> **TASK OBJECTIVE**
Beginning at the top of the listing, repeat each line exactly until the line with "use crate::reports;" has been repeated too.

> **DATA FOR THIS TASK**
***

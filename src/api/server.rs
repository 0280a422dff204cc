//! Axum router and handlers
//!
//! Handlers hand each request to the synchronous core on a blocking thread
//! and format the result into the response envelope.

use std::net::SocketAddr;
use std::sync::Arc;

use axum::extract::{Query, State};
use axum::routing::{get, post};
use axum::{Json, Router};
use serde_json::json;
use tower::ServiceBuilder;
use tower_http::cors::CorsLayer;

use crate::observability::Logger;
use crate::reports;
use crate::snapshot::ExportOutcome;

use super::errors::{ApiError, ApiResult};
use super::request::{ExportRequest, IngestRequest, ReportParams, RestoreRequest};
use super::response::Envelope;
use super::ServiceState;

/// Build the service router
pub fn router(state: Arc<ServiceState>) -> Router {
    Router::new()
        .route("/api/v1/batch-insert", post(batch_insert))
        .route("/api/v1/export", post(export))
        .route("/api/v1/restore", post(restore))
        .route("/api/v1/employees-by-quarter", get(employees_by_quarter))
        .route("/api/v1/employees-hired", get(employees_hired))
        .layer(ServiceBuilder::new().layer(CorsLayer::permissive()))
        .with_state(state)
}

/// Bind and run the HTTP server until shutdown
pub async fn serve(state: Arc<ServiceState>, port: u16) -> std::io::Result<()> {
    let addr = SocketAddr::from(([0, 0, 0, 0], port));
    let listener = tokio::net::TcpListener::bind(addr).await?;
    Logger::info("SERVER_LISTENING", &[("addr", &addr.to_string())]);
    axum::serve(listener, router(state)).await
}

async fn batch_insert(
    State(state): State<Arc<ServiceState>>,
    Json(request): Json<IngestRequest>,
) -> ApiResult<Json<Envelope>> {
    let report = run_blocking(move || {
        state
            .ingestor
            .ingest(&request.table_name, &request.rows)
            .map_err(ApiError::from)
    })
    .await?;

    Ok(Json(Envelope::success(
        "batch processed",
        json!({
            "inserted": format!("{} rows", report.inserted),
            "rejected": format!("{} rows", report.rejected),
        }),
    )))
}

async fn export(
    State(state): State<Arc<ServiceState>>,
    Json(request): Json<ExportRequest>,
) -> ApiResult<Json<Envelope>> {
    let outcome = run_blocking(move || {
        state
            .exporter
            .export_table(&request.table_name)
            .map_err(ApiError::from)
    })
    .await?;

    let envelope = match outcome {
        ExportOutcome::Written { path, rows, .. } => Envelope::success(
            "table exported",
            json!({
                "path": path,
                "rows": format!("{} rows", rows),
            }),
        ),
        ExportOutcome::NothingToExport => {
            Envelope::success("nothing to export", serde_json::Value::Null)
        }
    };
    Ok(Json(envelope))
}

async fn restore(
    State(state): State<Arc<ServiceState>>,
    Json(request): Json<RestoreRequest>,
) -> ApiResult<Json<Envelope>> {
    let report = run_blocking(move || {
        state
            .restorer
            .restore_table(&request.table_name, &request.snapshot_path)
            .map_err(ApiError::from)
    })
    .await?;

    Ok(Json(Envelope::success(
        "table restored",
        json!({
            "inserted": format!("{} rows", report.inserted),
            "failed": format!("{} rows", report.failures.len()),
        }),
    )))
}

async fn employees_by_quarter(
    State(state): State<Arc<ServiceState>>,
    Query(params): Query<ReportParams>,
) -> ApiResult<Json<Envelope>> {
    let rows = run_blocking(move || {
        let mut conn = state
            .connector
            .connect()
            .map_err(reports::ReportError::from)?;
        reports::employees_by_quarter(conn.as_mut(), params.year).map_err(ApiError::from)
    })
    .await?;

    Ok(Json(Envelope::success(
        "report generated",
        serde_json::to_value(rows).unwrap_or_default(),
    )))
}

async fn employees_hired(
    State(state): State<Arc<ServiceState>>,
    Query(params): Query<ReportParams>,
) -> ApiResult<Json<Envelope>> {
    let rows = run_blocking(move || {
        let mut conn = state
            .connector
            .connect()
            .map_err(reports::ReportError::from)?;
        reports::departments_above_mean(conn.as_mut(), params.year).map_err(ApiError::from)
    })
    .await?;

    Ok(Json(Envelope::success(
        "report generated",
        serde_json::to_value(rows).unwrap_or_default(),
    )))
}

async fn run_blocking<T, F>(work: F) -> ApiResult<T>
where
    T: Send + 'static,
    F: FnOnce() -> ApiResult<T> + Send + 'static,
{
    tokio::task::spawn_blocking(work)
        .await
        .map_err(|e| ApiError::Internal(e.to_string()))?
}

***

> **ANSWER BELOW**
filename src/api/server.rs
repository 0280a422dff204cc
//! Axum router and handlers
//!
//! Handlers hand each request to the synchronous core on a blocking thread
//! and format the result into the response envelope.

use std::net::SocketAddr;
use std::sync::Arc;

use axum::extract::{Query, State};
use axum::routing::{get, post};
use axum::{Json, Router};
use serde_json::json;
use tower::ServiceBuilder;
use tower_http::cors::CorsLayer;

use crate::observability::Logger;
use crate::reports;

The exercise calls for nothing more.